Peu à peu, la Russie se détache du modèle byzantin et développe ses propres coutumes. Depuis l’origine de la christianisation, les Varègues russes entretenaient une relation étroite avec Constantinople. Surtout, l’Église russe ne représentait pas une menace pour l’empire byzantin : « on ne considérait pas à Byzance les princes russes comme des souverains pouvant porter ombrage à l’autorité du Basileus. [3] » L’Eglise russe a également hérité d’influences autres que byzantines par sa conversion récente, et également en raison des contacts du prince avec l’Europe. Au XIIIe siècle, l’organisation ecclésiastique s’améliore, et les diocèses sont renforcés. Du côté politique, la Russie prémongole est indépendante.
L’expansion du christianisme en Russie construit des églises, mais également une culture écrite. Le choix de la langue s’avère cependant compliqué pour les premiers chrétiens de Kiev : si l’on avait recours au grec au début de la christianisation, c’est le vieux slave qui est adopté au XIe pour la liturgie. Il devient le fameux slavon russe. La culture écrite devient alors presque exclusivement religieuse, ceci même dans la littérature russe qui en fait son thème principal. Avec les écrits traduits du grec, une culture à la fois slave et byzantine naît dans la Rous de Kiev, et sert à promouvoir le christianisme. Comme les œuvres byzantines sont, à dessein, conçues pour être universelles, la Russie les adopte aisément.
En rendant intelligibles les textes sacrés écrits en slavon, Cyrille permet une nouvelle culture chrétienne, et même une « identité culturelle » qui se détache réellement du patriarcat de Constantinople.
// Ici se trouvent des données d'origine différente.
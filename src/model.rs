// 该文件是 Loufang （楼房） 项目的一部分。
// src/model.rs - 检测模型
//
// 本文件根据 Apache 许可证第 2.0 版（以下简称“许可证”）授权使用；
// 除非遵守该许可证条款，否则您不得使用本文件。
// 您可通过以下网址获取许可证副本：
// http://www.apache.org/licenses/LICENSE-2.0
// 除非适用法律要求或书面同意，根据本许可协议分发的软件均按“原样”提供，
// 不附带任何形式的明示或暗示的保证或条件。
// 有关许可权限与限制的具体条款，请参阅本许可协议。
//
// Copyright (C) 2026 Johann Li <me@qinka.pro>, Wareless Group

use std::path::PathBuf;

use thiserror::Error;

use crate::frame::FrameShapeError;

/// 冻结检测图的输入名
pub const INPUT_TENSOR: &str = "image_tensor";
/// 冻结检测图的四个输出名，顺序与 [`RawDetections`] 字段一致
pub const OUTPUT_TENSORS: [&str; 4] = [
  "detection_boxes",
  "detection_scores",
  "detection_classes",
  "num_detections",
];

pub trait Model {
  type Input;
  type Output;
  type Error;

  fn infer(&self, input: &Self::Input) -> Result<Self::Output, Self::Error>;

  /// 模型一次可接受的最大批大小，`None` 表示不限
  fn max_batch(&self) -> Option<usize> {
    None
  }
}

#[derive(Error, Debug)]
pub enum InferenceError {
  #[error("推理后端错误: {0}")]
  Backend(#[source] Box<dyn std::error::Error + Send + Sync>),
  #[error("模型输出格式错误: {0}")]
  MalformedOutput(String),
  #[error("无法读取瓦片 {path}: {source}")]
  TileLoad {
    path: PathBuf,
    #[source]
    source: image::ImageError,
  },
  #[error("瓦片尺寸不符合模型输入 {path}: {source}")]
  TileShape {
    path: PathBuf,
    #[source]
    source: FrameShapeError,
  },
}

/// 相对瓦片的归一化检测框，取值范围 `[0, 1]`
#[derive(Debug, Clone, Copy, PartialEq)]
pub struct NormalizedBox {
  pub ymin: f32,
  pub xmin: f32,
  pub ymax: f32,
  pub xmax: f32,
}

impl From<[f32; 4]> for NormalizedBox {
  fn from([ymin, xmin, ymax, xmax]: [f32; 4]) -> Self {
    Self {
      ymin,
      xmin,
      ymax,
      xmax,
    }
  }
}

#[derive(Debug, Clone, Copy, PartialEq)]
pub struct Detection {
  pub bbox: NormalizedBox,
  pub score: f32,
  /// 模型给出的类别，流水线不使用
  pub class_id: u32,
}

/// 检测模型一次调用的原始输出
///
/// - `boxes`: `[N, K, 4]`，每个框为 `(ymin, xmin, ymax, xmax)`
/// - `scores`: `[N, K]`
/// - `classes`: `[N, K]`
/// - `num_detections`: `[N]`
#[derive(Debug, Clone, Default, PartialEq)]
pub struct RawDetections {
  pub boxes: Vec<f32>,
  pub scores: Vec<f32>,
  pub classes: Vec<f32>,
  pub num_detections: Vec<f32>,
  /// 每个瓦片的检测槽位数 `K`
  pub max_detections: usize,
}

impl RawDetections {
  /// 校验形状并拆分为逐瓦片的检测列表，顺序与输入批一致
  pub fn into_detections(self, batch_len: usize) -> Result<Vec<Vec<Detection>>, InferenceError> {
    let k = self.max_detections;
    let malformed = |what: &str, expected: usize, actual: usize| {
      InferenceError::MalformedOutput(format!(
        "{} 长度应为 {}, 实际为 {}",
        what, expected, actual
      ))
    };

    if self.num_detections.len() != batch_len {
      return Err(malformed(
        OUTPUT_TENSORS[3],
        batch_len,
        self.num_detections.len(),
      ));
    }
    if self.scores.len() != batch_len * k {
      return Err(malformed(OUTPUT_TENSORS[1], batch_len * k, self.scores.len()));
    }
    if self.classes.len() != batch_len * k {
      return Err(malformed(OUTPUT_TENSORS[2], batch_len * k, self.classes.len()));
    }
    if self.boxes.len() != batch_len * k * 4 {
      return Err(malformed(OUTPUT_TENSORS[0], batch_len * k * 4, self.boxes.len()));
    }

    let mut tiles = Vec::with_capacity(batch_len);
    for (tile, &count) in self.num_detections.iter().enumerate() {
      if !count.is_finite() || count < 0.0 || count as usize > k {
        return Err(InferenceError::MalformedOutput(format!(
          "第 {} 个瓦片的检测数量无效: {}",
          tile, count
        )));
      }

      let count = count as usize;
      let mut detections = Vec::with_capacity(count);
      for slot in tile * k..tile * k + count {
        let coords: [f32; 4] = [
          self.boxes[slot * 4],
          self.boxes[slot * 4 + 1],
          self.boxes[slot * 4 + 2],
          self.boxes[slot * 4 + 3],
        ];
        let score = self.scores[slot];
        if !score.is_finite() || coords.iter().any(|c| !c.is_finite()) {
          return Err(InferenceError::MalformedOutput(format!(
            "第 {} 个瓦片存在非有限值: 框 {:?}, 置信度 {}",
            tile, coords, score
          )));
        }
        detections.push(Detection {
          bbox: NormalizedBox::from(coords),
          score,
          class_id: self.classes[slot] as u32,
        });
      }
      tiles.push(detections);
    }

    Ok(tiles)
  }
}

mod batch;
pub use self::batch::{BatchRunner, TileBatch, batch_size_for_memory, resolve_batch_size};

#[cfg(feature = "model_tract")]
mod tract;
#[cfg(feature = "model_tract")]
pub use self::tract::{TractDetector, TractDetectorBuilder, TractDetectorError};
Jusqu’alors, on se remettait à l’art de Byzance, comme par exemple les mosaïques ; mais depuis cette identité trouvée, les artistes et les écrivains construisent eux-mêmes un art religieux, représentant le divin dans leurs œuvres.


Source : VODOFF, Vladimir, Naissance de la chrétienté russe, Paris, Fayard, 1988


[1VODOFF, Vladimir, Naissance de la chrétienté russe, Paris, Fayard, 1988.